Die Leiden des jungen Werthers
Johann Wolfgang von Goethe
Erstes Buch
am 4. May.
Wie froh bin ich, daß ich weg bin! Bester Freund, was ist das Herz des Menschen! Dich zu verlassen den ich so liebe, von dem ich unzertrennlich war und froh zu seyn! Ich weiß du verzeihst mir’s. Waren nicht meine übrigen Verbindungen recht ausgesucht vom Schicksal, um ein Herz wie das meinige zu ängstigen?
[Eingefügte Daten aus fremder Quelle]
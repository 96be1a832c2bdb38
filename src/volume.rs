//
// volume.rs
// Dicom-Scans-rs
//
// Decodes image slices and stacks them into an intensity volume in canonical orientation (Hounsfield Units for CT).
//
// Thales Matheus Mendonça Santos - October 2026

use std::path::{Path, PathBuf};

use dicom::object::DefaultDicomObject;
use dicom_pixeldata::{ConvertOptions, ModalityLutOption, PixelDecoder, VoiLutOption};
use ndarray::{s, Array2, Array3, Axis};

use crate::dicom_access::{
    ElementAccess, RESCALE_INTERCEPT, RESCALE_SLOPE, SAMPLES_PER_PIXEL, SERIES_INSTANCE_UID,
};
use crate::error::LoadError;
use crate::geometry::SliceGeometry;
use crate::metadata::{extract_series_attributes, SeriesAttributes};

/// One image slice with its placement and rescale parameters.
#[derive(Debug, Clone)]
pub struct ImageSlice {
    pub path: PathBuf,
    /// SeriesInstanceUID; slices without one are grouped together.
    pub series_uid: Option<String>,
    pub geometry: SliceGeometry,
    pub attributes: SeriesAttributes,
    pub rescale_slope: f64,
    pub rescale_intercept: f64,
}

impl ImageSlice {
    pub fn from_object(obj: &DefaultDicomObject, path: &Path) -> Result<Self, LoadError> {
        Ok(Self {
            path: path.to_path_buf(),
            series_uid: obj.element_str(SERIES_INSTANCE_UID),
            geometry: SliceGeometry::from_object(obj, path)?,
            attributes: extract_series_attributes(obj, path)?,
            rescale_slope: obj.element_f64(RESCALE_SLOPE).unwrap_or(1.0),
            rescale_intercept: obj.element_f64(RESCALE_INTERCEPT).unwrap_or(0.0),
        })
    }

    pub fn is_ct(&self) -> bool {
        self.attributes.modality.eq_ignore_ascii_case("CT")
    }

    /// Hounsfield Units apply to CT only; other modalities keep stored values.
    pub fn applies_rescale(&self) -> bool {
        self.is_ct()
    }

    /// Decode the first frame as (rows, columns), with the rescale applied when it is CT.
    pub fn decode(&self, obj: &DefaultDicomObject) -> Result<Array2<f32>, LoadError> {
        let samples = obj.element_u32(SAMPLES_PER_PIXEL).unwrap_or(1);
        if samples != 1 {
            return Err(LoadError::UnsupportedSamples {
                path: self.path.clone(),
                samples,
            });
        }

        let pixel_error = |source| LoadError::PixelData {
            path: self.path.clone(),
            source,
        };
        let decoded = obj.decode_pixel_data().map_err(pixel_error)?;

        // Raw stored values: the rescale is applied below so it follows each file's own tags.
        let options = ConvertOptions::new()
            .with_modality_lut(ModalityLutOption::None)
            .with_voi_lut(VoiLutOption::Identity);
        let mut values = decoded
            .to_vec_with_options::<f32>(&options)
            .map_err(pixel_error)?;

        let (rows, columns) = (self.geometry.rows, self.geometry.columns);
        let frame_len = rows * columns;
        let short = |found| LoadError::ShortPixelData {
            path: self.path.clone(),
            expected: frame_len,
            found,
        };
        if values.len() < frame_len {
            return Err(short(values.len()));
        }

        values.truncate(frame_len);
        let mut frame =
            Array2::from_shape_vec((rows, columns), values).map_err(|_| short(frame_len))?;

        if self.applies_rescale() {
            let (slope, intercept) = (self.rescale_slope as f32, self.rescale_intercept as f32);
            frame.mapv_inplace(|v| v * slope + intercept);
        }
        Ok(frame)
    }
}

/// Stack sorted frames along a trailing depth axis: (rows, columns, slices).
pub fn stack_frames(frames: &[Array2<f32>]) -> Option<Array3<f32>> {
    let views: Vec<_> = frames.iter().map(|f| f.view()).collect();
    ndarray::stack(Axis(2), &views).ok()
}

/// Reorient a (rows, columns, slices) stack sorted feet-to-head in LPS so that
/// width runs left to right and depth runs head to feet.
pub fn to_canonical<T: Clone>(stack: Array3<T>) -> Array3<T> {
    stack
        .slice_move(s![.., ..;-1, ..;-1])
        .as_standard_layout()
        .into_owned()
}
Die arme Leonore! Und doch war ich unschuldig. Konnt’ ich dafür, daß, während die eigensinnigen Reize ihrer Schwester mir eine angenehme Unterhaltung verschafften, daß eine Leidenschaft in dem armen Herzen sich bildete? Und doch – bin ich ganz unschuldig? Hab’ ich nicht ihre Empfindungen genährt? hab’ ich mich nicht an den ganz wahren Ausdrücken der Natur, die uns so oft zu lachen machten, so wenig lächerlich sie waren, selbst ergetzt, hab’ ich nicht – O was ist der Mensch, daß er über sich klagen darf! Ich will, lieber Freund, ich verspreche dir’s, ich will mich bessern, will nicht mehr ein bißchen Übel, das uns das Schicksal vorlegt, wiederkäuen, wie ich’s immer gethan habe; ich will das Gegenwärtige genießen, und das Vergangene soll mir vergangen seyn. Gewiß du hast Recht Bester, der Schmerzen wären minder unter den Menschen, wenn sie nicht – Gott weiß warum sie so gemacht sind! – mit so viel Emsigkeit der Einbildungskraft sich beschäftigten, die Erinnerungen des vergangenen Übels zurück zu rufen, eher als eine gleichgültige Gegenwart zu ertragen.